Gustavo Petro no es ni socialista, ni progresista, ni demócrata.
Socialista era Pepe Mujica, que vivió en coherencia con su forma de pensar: en su chacra, con sus dos perros y su Escarabajo.
Progresista fue Tony Blair, que expandió el Estado de Bienestar británico.
Demócrata cuando llegó al poder no lo usó para vengarse, sino para unir al país alrededor de un Estado incluyente en el que todos cabían.
@petrogustavo es un charlatán que, mientras dice que a él “no lo inviten a bacanales”, les pide a los jeques árabes que organicen banquetes en su honor.
Que mientras dice estar en contra de los combustibles fósiles, gasta toneladas de gasolina en sus interminables viajes internacionales.
Que mientras afirma ser un hombre pobre, despilfarra sumas exorbitantes en Ferragamo, Gucci y marcas de lujo alrededor del mundo, mientras su esposa e hijas se dan la gran vida de millonarios en Europa.
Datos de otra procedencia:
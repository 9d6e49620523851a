//! ICAST ECOFIT STEMLESS: five families across three neck-shaft angles.
//!
//! The 133° families ship twelve sizes; the 138° and coxa-vara families
//! ship ten, skipping the 17.5 and 18.75 shaft diameters. Crossing between
//! the groups therefore remaps the two largest shared sizes instead of
//! shifting uniformly. Landmarks are constant per family: the neck origin
//! is the component origin and only the distal reference and head target
//! differ between families.

use implant_scheme::{
    CutBboxRule, CutPlaneRule, FfOffsetRule, HeadSeating, LandmarkData, NormalFrameRule,
    OffsetRule, ProductDefinition, ProductScheme, SideRequirement, SideStamp, SimilarRule,
    StemShiftRule, StemShiftTable,
};
use implant_types::{axis_angle_deg, AnatomSide, ShapeLabel, SubRange, Vector3};
use nalgebra::UnitQuaternion;

use crate::support::constant_landmark_rows;

/// First label of the ECOFIT block within the ICAST company range.
const BASE: u32 = 310_000 + 750 + 90;

const fn s3(offset: u32) -> ShapeLabel {
    ShapeLabel::new(BASE + offset)
}

/// First size of the 133° standard family.
pub const STEM_STD_133_0: ShapeLabel = s3(0);
/// First size of the 133° lateralized family.
pub const STEM_LAT_133_0: ShapeLabel = s3(12);
/// First size of the 138° standard family.
pub const STEM_STD_138_0: ShapeLabel = s3(24);
/// First size of the 138° lateralized family.
pub const STEM_LAT_138_0: ShapeLabel = s3(34);
/// First size of the coxa-vara family.
pub const STEM_CV_0: ShapeLabel = s3(44);
/// Cutplane marker.
pub const CUTPLANE: ShapeLabel = s3(54);
/// Head, -3.53 mm seat.
pub const HEAD_M4: ShapeLabel = s3(55);
/// Head, reference seat.
pub const HEAD_P0: ShapeLabel = s3(56);
/// Head, +3.53 mm seat.
pub const HEAD_P4: ShapeLabel = s3(57);
/// Head, +7.1 mm seat.
pub const HEAD_P8: ShapeLabel = s3(58);
/// Sub-range marker of the 133° standard family.
pub const RANGE_STD_133: ShapeLabel = s3(59);
/// Sub-range marker of the 133° lateralized family.
pub const RANGE_LAT_133: ShapeLabel = s3(60);
/// Sub-range marker of the 138° standard family.
pub const RANGE_STD_138: ShapeLabel = s3(61);
/// Sub-range marker of the 138° lateralized family.
pub const RANGE_LAT_138: ShapeLabel = s3(62);
/// Sub-range marker of the coxa-vara family.
pub const RANGE_CV: ShapeLabel = s3(63);

const MARKERS_133: [ShapeLabel; 2] = [RANGE_STD_133, RANGE_LAT_133];
const MARKERS_OTHER: [ShapeLabel; 3] = [RANGE_STD_138, RANGE_LAT_138, RANGE_CV];

/// Builds the ECOFIT scheme.
#[must_use]
pub fn scheme() -> ProductScheme {
    ProductScheme::new(definition())
}

fn definition() -> ProductDefinition {
    let family = |marker, label0, max_offset, name| SubRange {
        marker,
        label0,
        max_offset,
        name,
        collared: false,
        side: AnatomSide::None,
    };

    let sub_ranges = vec![
        family(RANGE_STD_133, STEM_STD_133_0, 11, "133 STD"),
        family(RANGE_LAT_133, STEM_LAT_133_0, 11, "133 LAT"),
        family(RANGE_STD_138, STEM_STD_138_0, 9, "138 STD"),
        family(RANGE_LAT_138, STEM_LAT_138_0, 9, "138 LAT"),
        family(RANGE_CV, STEM_CV_0, 9, "123 STD"),
    ];

    let origin = [0.0, 0.0, 0.0];
    let rows = vec![
        constant_landmark_rows(12, origin, [10.69, -9.21, 0.0], [25.09, 23.39, 0.0]),
        constant_landmark_rows(12, origin, [6.55, -5.9, 0.0], [29.25, 27.28, 0.0]),
        constant_landmark_rows(10, origin, [10.5, -9.45, 0.0], [23.02, 25.56, 0.0]),
        constant_landmark_rows(10, origin, [6.54, -5.89, 0.0], [26.77, 29.74, 0.0]),
        constant_landmark_rows(10, origin, [10.27, -9.93, 0.0], [27.12, 17.61, 0.0]),
    ];

    ProductDefinition {
        company_name: "ICAST",
        product_name: "ECOFIT STEMLESS",
        revision: 1,
        label_block: (STEM_STD_133_0, RANGE_CV),
        sub_ranges,
        head_block: (HEAD_M4, HEAD_P8),
        cutplane_label: CUTPLANE,
        marker_block: Some((RANGE_STD_133, RANGE_CV)),
        default_stem: STEM_STD_133_0.next(5),
        default_stem_left: None,
        default_head: HEAD_P0,
        side_requirement: SideRequirement::Required,
        side_stamp: SideStamp::None,
        landmarks: LandmarkData {
            rows,
            shaft_angles: vec![45.0, 45.0, 45.0, 45.0, 45.0],
        },
        similar_rules: similar_rules(),
        chains: Vec::new(),
        frame_spin: UnitQuaternion::identity(),
        head_seating: HeadSeating {
            lengths: vec![
                (HEAD_M4, -3.53),
                (HEAD_P0, 0.0),
                (HEAD_P4, 3.53),
                (HEAD_P8, 7.1),
            ],
            family_corrections: Vec::new(),
        },
        cut_plane: CutPlaneRule {
            orientation: axis_angle_deg(&Vector3::z_axis(), -42.0),
            collar_offset: 0.0,
        },
        cut_bbox: CutBboxRule {
            half_extents: Vector3::new(25.0, 25.0, 25.0),
            at_neck_origin: true,
        },
        stem_shift: StemShiftTable::uniform(StemShiftRule::AlignDistalRef),
        normal_frame: NormalFrameRule::fixed(axis_angle_deg(&Vector3::x_axis(), 90.0)),
        ff_offset: FfOffsetRule::Constant(Vector3::new(15.0, 0.0, 10.0)),
    }
}

/// Crossing between the 12-size 133° group and the 10-size families remaps
/// the top shared sizes; everything else matches by position.
fn similar_rules() -> Vec<SimilarRule> {
    let mut rules = Vec::new();

    for source in MARKERS_OTHER {
        for target in MARKERS_133 {
            rules.push(SimilarRule {
                source,
                target,
                rule: OffsetRule::Remap(vec![(8, 9), (9, 11)]),
                barred: Vec::new(),
            });
        }
    }
    for source in MARKERS_133 {
        for target in MARKERS_OTHER {
            rules.push(SimilarRule {
                source,
                target,
                rule: OffsetRule::Remap(vec![(9, 8), (11, 9)]),
                barred: Vec::new(),
            });
        }
    }

    rules
}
Que mientras dice ser pacifista, perteneció a la guerrilla más sanguinaria de la historia colombiana y, ya en la presidencia, bombardea campamentos con niños mientras se gasta el presupuesto de la nación comprando aviones de guerra.
Que mientras habla de combatir la corrupción, ha creado el gobierno con más escándalos de corrupción en la historia de Colombia.
Que mientras habla de diálogo con los peores criminales del país, le declara la guerra al principal socio comercial de Colombia y a todos los emprendedores que generan empleo y riqueza.
Que mientras critica a las EPS por la forma en que prestan los servicios de salud, acabó con la Nueva EPS, dejando a millones de colombianos sin acceso a los servicios médicos más básicos.
PETRO es el gobernante más incoherente, incompetente, irresponsable, inepto, mediocre y mentiroso que haya registrado la historia de Colombia en sus anales.
Y sí, será memorable y difícilmente las futuras generaciones lo olvidarán, porque es difícil olvidar al peor gobernante que esta república haya parido.